A covenant that would eventually make him and his descendants a light to all nations. A light meant to dispel the darkness from our thinking once and for all. A light meant to reveal the goodness of God for everyone to see.

Not that it had ever left us. We simply could not see it.

There is something crucial in this story that often gets overlooked.

When God makes this covenant, Abram is in a deep sleep.

He is surrounded by thick and dreadful darkness.

That detail matters.

Because Abram does nothing.

He does not pray.

He does not negotiate.

He does not sign anything.

He does not even believe until after the covenant is already established.

There is nothing Abram does to activate the promise.

No conditions.

No requirements.

No strings attached.

God initiates the covenant entirely on His own, while Abram lies unconscious in darkness.
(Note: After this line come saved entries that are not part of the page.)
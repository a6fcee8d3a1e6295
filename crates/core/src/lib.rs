//! Core conversion pipeline: chart documents in, renderer-ready slide-deck
//! documents out.

pub mod convert;
pub mod error;
pub mod normalize;
pub mod types;
pub mod validate;

pub use convert::{
    clean_code_value, is_echarts_config, process_code_markers, DocumentShape, SlideConverter,
};
pub use error::{Error, Result};
pub use normalize::{normalize, ForeignValue, RawValue};
pub use types::{Slide, SlideData, SlideDocument, SlideStyle, Widget};
pub use validate::validate;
Even more startling, God assumes responsibility for both sides of the agreement.

Which raises an important question.

What if the Easter story is not about Jesus paying off an angry God so we can finally be forgiven?

What if forgiveness is actually free?

Imagine that.

What if, just like with Abram, the story is about God entering into our darkness, submitting Himself to our deepest sleep, and meeting us at our worst in order to wake us up from our delusion?

What if forgiveness does not need to be purchased at all?

Not because we deserve it, but because God is genuinely good.

What if God offers radical forgiveness to all of humanity?

Not to judge the world, but to save the world.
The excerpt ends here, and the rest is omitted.